-------- Input for this task --------
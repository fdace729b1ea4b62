//! Registry of live downloaders, keyed by region id.
//!
//! Each entry is the sending side of a downloader's event queue. The
//! manager's dispatcher routes engine events through [`DownloaderRegistry::dispatch`];
//! a downloader leaves the registry exactly once, when it reaches a terminal
//! state or is released. Removing an entry drops its sender, which ends the
//! downloader's task.
//!
//! Every registration gets a unique [`Ticket`]. A downloader releases itself
//! with its ticket, so it can never remove a successor registered for the
//! same region after it was released.

use std::sync::atomic::{AtomicU64, Ordering};

use dashmap::mapref::entry::Entry;
use dashmap::DashMap;
use tokio::sync::mpsc;

use crate::engine::PackEvent;
use crate::region::RegionId;

/// Identifies one registration in a [`DownloaderRegistry`].
pub type Ticket = u64;

#[derive(Debug)]
struct Registration {
    ticket: Ticket,
    events: mpsc::UnboundedSender<PackEvent>,
}

/// Concurrent map of region id to downloader event queue.
#[derive(Debug, Default)]
pub struct DownloaderRegistry {
    entries: DashMap<RegionId, Registration>,
    tickets: AtomicU64,
}

impl DownloaderRegistry {
    pub fn new() -> Self {
        Self::default()
    }

    /// Register a downloader. Returns `None` if `region` already has one.
    pub fn insert(
        &self,
        region: RegionId,
        events: mpsc::UnboundedSender<PackEvent>,
    ) -> Option<Ticket> {
        match self.entries.entry(region) {
            Entry::Occupied(_) => None,
            Entry::Vacant(slot) => {
                let ticket = self.tickets.fetch_add(1, Ordering::Relaxed);
                slot.insert(Registration { ticket, events });
                Some(ticket)
            }
        }
    }

    /// Deregister whatever downloader `region` has. Returns `false` if none
    /// was registered.
    pub fn release(&self, region: RegionId) -> bool {
        self.entries.remove(&region).is_some()
    }

    /// Deregister the downloader of `region` only if it still holds `ticket`.
    pub fn release_ticket(&self, region: RegionId, ticket: Ticket) -> bool {
        self.entries
            .remove_if(&region, |_, entry| entry.ticket == ticket)
            .is_some()
    }

    /// Queue `event` for the downloader of `region`.
    ///
    /// Returns `false` if no downloader is registered or it has exited.
    pub fn dispatch(&self, region: RegionId, event: PackEvent) -> bool {
        match self.entries.get(&region) {
            Some(entry) => entry.events.send(event).is_ok(),
            None => false,
        }
    }

    pub fn contains(&self, region: RegionId) -> bool {
        self.entries.contains_key(&region)
    }

    /// Registered region ids, ascending.
    pub fn ids(&self) -> Vec<RegionId> {
        let mut ids: Vec<_> = self.entries.iter().map(|e| *e.key()).collect();
        ids.sort_unstable();
        ids
    }

    pub fn len(&self) -> usize {
        self.entries.len()
    }

    pub fn is_empty(&self) -> bool {
        self.entries.is_empty()
    }

    /// Drop every entry.
    pub fn clear(&self) {
        self.entries.clear();
    }
}

#[cfg(test)]
mod tests {
    use super::*;
    use crate::engine::{PackHandle, PackProgress, PackState};
    use std::sync::Arc;

    fn event() -> PackEvent {
        PackEvent::Progress {
            pack: PackHandle {
                id: 1,
                context: br#"{"id":1}"#.to_vec(),
            },
            progress: PackProgress::new(1, 2),
            state: PackState::Active,
        }
    }

    #[test]
    fn test_insert_rejects_duplicate() {
        let registry = DownloaderRegistry::new();
        let (tx1, _rx1) = mpsc::unbounded_channel();
        let (tx2, _rx2) = mpsc::unbounded_channel();

        assert!(registry.insert(1, tx1).is_some());
        assert!(registry.insert(1, tx2).is_none());
        assert_eq!(registry.len(), 1);
    }

    #[test]
    fn test_stale_ticket_keeps_successor() {
        let registry = DownloaderRegistry::new();
        let (tx1, _rx1) = mpsc::unbounded_channel();
        let (tx2, mut rx2) = mpsc::unbounded_channel();

        let first = registry.insert(1, tx1).unwrap();
        assert!(registry.release(1));
        let second = registry.insert(1, tx2).unwrap();
        assert_ne!(first, second);

        assert!(!registry.release_ticket(1, first));
        assert!(registry.contains(1));
        assert!(registry.dispatch(1, event()));
        assert_eq!(rx2.try_recv().unwrap(), event());

        assert!(registry.release_ticket(1, second));
        assert!(registry.is_empty());
    }

    #[test]
    fn test_release_is_idempotent() {
        let registry = DownloaderRegistry::new();
        let (tx, _rx) = mpsc::unbounded_channel();
        registry.insert(1, tx);

        assert!(registry.release(1));
        assert!(!registry.release(1));
        assert!(registry.is_empty());
    }

    #[test]
    fn test_dispatch_routes_by_id() {
        let registry = DownloaderRegistry::new();
        let (tx1, mut rx1) = mpsc::unbounded_channel();
        let (tx2, mut rx2) = mpsc::unbounded_channel();
        registry.insert(1, tx1);
        registry.insert(2, tx2);

        assert!(registry.dispatch(1, event()));
        assert!(!registry.dispatch(3, event()));

        assert_eq!(rx1.try_recv().unwrap(), event());
        assert!(rx2.try_recv().is_err());
    }

    #[test]
    fn test_release_ends_event_queue() {
        let registry = DownloaderRegistry::new();
        let (tx, mut rx) = mpsc::unbounded_channel();
        registry.insert(1, tx);
        registry.release(1);

        assert!(matches!(
            rx.try_recv(),
            Err(mpsc::error::TryRecvError::Disconnected)
        ));
    }

    #[test]
    fn test_dispatch_to_exited_downloader() {
        let registry = DownloaderRegistry::new();
        let (tx, rx) = mpsc::unbounded_channel();
        registry.insert(1, tx);
        drop(rx);

        assert!(!registry.dispatch(1, event()));
    }

    #[test]
    fn test_concurrent_insert_release() {
        let registry = Arc::new(DownloaderRegistry::new());
        let handles: Vec<_> = (0..8)
            .map(|t| {
                let registry = Arc::clone(&registry);
                std::thread::spawn(move || {
                    for i in 0..100 {
                        let id = t * 1000 + i;
                        let (tx, _rx) = mpsc::unbounded_channel();
                        assert!(registry.insert(id, tx).is_some());
                        if i % 2 == 0 {
                            assert!(registry.release(id));
                        }
                    }
                })
            })
            .collect();
        for handle in handles {
            handle.join().unwrap();
        }

        assert_eq!(registry.len(), 8 * 50);
        assert_eq!(registry.ids().len(), 8 * 50);
        registry.clear();
        assert!(registry.is_empty());
    }
}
--------
All of the material is to be retyped verbatim.

repository fdace729b1ea4b62
//! Registry of live downloaders, keyed by region id.
//!
//! Each entry is the sending side of a downloader's event queue. The
//! manager's dispatcher routes engine events through [`DownloaderRegistry::dispatch`];
//! a downloader leaves the registry exactly once, when it reaches a terminal
//! state or is released. Removing an entry drops its sender, which ends the
//! downloader's task.
//!
//! Every registration gets a unique [`Ticket`]. A downloader releases itself
//! with its ticket, so it can never remove a successor registered for the
//! same region after it was released.

use std::sync::atomic::{AtomicU64, Ordering};

use dashmap::mapref::entry::Entry;
use dashmap::DashMap;
use tokio::sync::mpsc;

use crate::engine::PackEvent;
use crate::region::RegionId;

/// Identifies one registration in a [`DownloaderRegistry`].
pub type Ticket = u64;

#[derive(Debug)]
struct Registration {
    ticket: Ticket,
    events: mpsc::UnboundedSender<PackEvent>,
}

/// Concurrent map of region id to downloader event queue.
#[derive(Debug, Default)]
pub struct DownloaderRegistry {
    entries: DashMap<RegionId, Registration>,
    tickets: AtomicU64,
}

impl DownloaderRegistry {
    pub fn new() -> Self {
        Self::default()
    }

    /// Register a downloader. Returns `None` if `region` already has one.
    pub fn insert(
        &self,
        region: RegionId,
        events: mpsc::UnboundedSender<PackEvent>,
    ) -> Option<Ticket> {
        match self.entries.entry(region) {
            Entry::Occupied(_) => None,
            Entry::Vacant(slot) => {
                let ticket = self.tickets.fetch_add(1, Ordering::Relaxed);
                slot.insert(Registration { ticket, events });
                Some(ticket)
            }
        }
    }

    /// Deregister whatever downloader `region` has. Returns `false` if none
    /// was registered.
    pub fn release(&self, region: RegionId) -> bool {
        self.entries.remove(&region).is_some()
    }

    /// Deregister the downloader of `region` only if it still holds `ticket`.
    pub fn release_ticket(&self, region: RegionId, ticket: Ticket) -> bool {
        self.entries
            .remove_if(&region, |_, entry| entry.ticket == ticket)
            .is_some()
    }

    /// Queue `event` for the downloader of `region`.
    ///
    /// Returns `false` if no downloader is registered or it has exited.
    pub fn dispatch(&self, region: RegionId, event: PackEvent) -> bool {
        match self.entries.get(&region) {
            Some(entry) => entry.events.send(event).is_ok(),
            None => false,
        }
    }

    pub fn contains(&self, region: RegionId) -> bool {
        self.entries.contains_key(&region)
    }

    /// Registered region ids, ascending.
    pub fn ids(&self) -> Vec<RegionId> {
        let mut ids: Vec<_> = self.entries.iter().map(|e| *e.key()).collect();
        ids.sort_unstable();
        ids
    }

    pub fn len(&self) -> usize {
        self.entries.len()
    }

    pub fn is_empty(&self) -> bool {
        self.entries.is_empty()
    }

    /// Drop every entry.
    pub fn clear(&self) {
        self.entries.clear();
    }
}

#[cfg(test)]
mod tests {
    use super::*;
    use crate::engine::{PackHandle, PackProgress, PackState};
    use std::sync::Arc;

    fn event() -> PackEvent {
        PackEvent::Progress {
            pack: PackHandle {
                id: 1,
                context: br#"{"id":1}"#.to_vec(),
            },
            progress: PackProgress::new(1, 2),
            state: PackState::Active,
        }
    }

    #[test]
    fn test_insert_rejects_duplicate() {
        let registry = DownloaderRegistry::new();
        let (tx1, _rx1) = mpsc::unbounded_channel();
        let (tx2, _rx2) = mpsc::unbounded_channel();

        assert!(registry.insert(1, tx1).is_some());
        assert!(registry.insert(1, tx2).is_none());
        assert_eq!(registry.len(), 1);
    }

    #[test]
    fn test_stale_ticket_keeps_successor() {
        let registry = DownloaderRegistry::new();
        let (tx1, _rx1) = mpsc::unbounded_channel();
        let (tx2, mut rx2) = mpsc::unbounded_channel();

        let first = registry.insert(1, tx1).unwrap();
        assert!(registry.release(1));
        let second = registry.insert(1, tx2).unwrap();
        assert_ne!(first, second);

        assert!(!registry.release_ticket(1, first));
        assert!(registry.contains(1));
        assert!(registry.dispatch(1, event()));
        assert_eq!(rx2.try_recv().unwrap(), event());

        assert!(registry.release_ticket(1, second));
        assert!(registry.is_empty());
    }

    #[test]
    fn test_release_is_idempotent() {
        let registry = DownloaderRegistry::new();
        let (tx, _rx) = mpsc::unbounded_channel();
        registry.insert(1, tx);

        assert!(registry.release(1));
        assert!(!registry.release(1));
        assert!(registry.is_empty());
    }

    #[test]
    fn test_dispatch_routes_by_id() {
        let registry = DownloaderRegistry::new();
        let (tx1, mut rx1) = mpsc::unbounded_channel();
        let (tx2, mut rx2) = mpsc::unbounded_channel();
        registry.insert(1, tx1);
        registry.insert(2, tx2);

        assert!(registry.dispatch(1, event()));
        assert!(!registry.dispatch(3, event()));

        assert_eq!(rx1.try_recv().unwrap(), event());
        assert!(rx2.try_recv().is_err());
    }

    #[test]
    fn test_release_ends_event_queue() {
        let registry = DownloaderRegistry::new();
        let (tx, mut rx) = mpsc::unbounded_channel();
        registry.insert(1, tx);
        registry.release(1);

        assert!(matches!(
            rx.try_recv(),
            Err(mpsc::error::TryRecvError::Disconnected)
        ));
    }

    #[test]
    fn test_dispatch_to_exited_downloader() {
        let registry = DownloaderRegistry::new();
        let (tx, rx) = mpsc::unbounded_channel();
        registry.insert(1, tx);
        drop(rx);

        assert!(!registry.dispatch(1, event()));
    }

    #[test]
    fn test_concurrent_insert_release() {
        let registry = Arc::new(DownloaderRegistry::new());
        let handles: Vec<_> = (0..8)
            .map(|t| {
                let registry = Arc::clone(&registry);
                std::thread::spawn(move || {
                    for i in 0..100 {
                        let id = t * 1000 + i;
                        let (tx, _rx) = mpsc::unbounded_channel();
                        assert!(registry.insert(id, tx).is_some());
                        if i % 2 == 0 {
                            assert!(registry.release(id));
                        }
                    }
                })
            })
            .collect();
        for handle in handles {
            handle.join().unwrap();
        }

        assert_eq!(registry.len(), 8 * 50);
        assert_eq!(registry.ids().len(), 8 * 50);
        registry.clear();
        assert!(registry.is_empty());
    }
}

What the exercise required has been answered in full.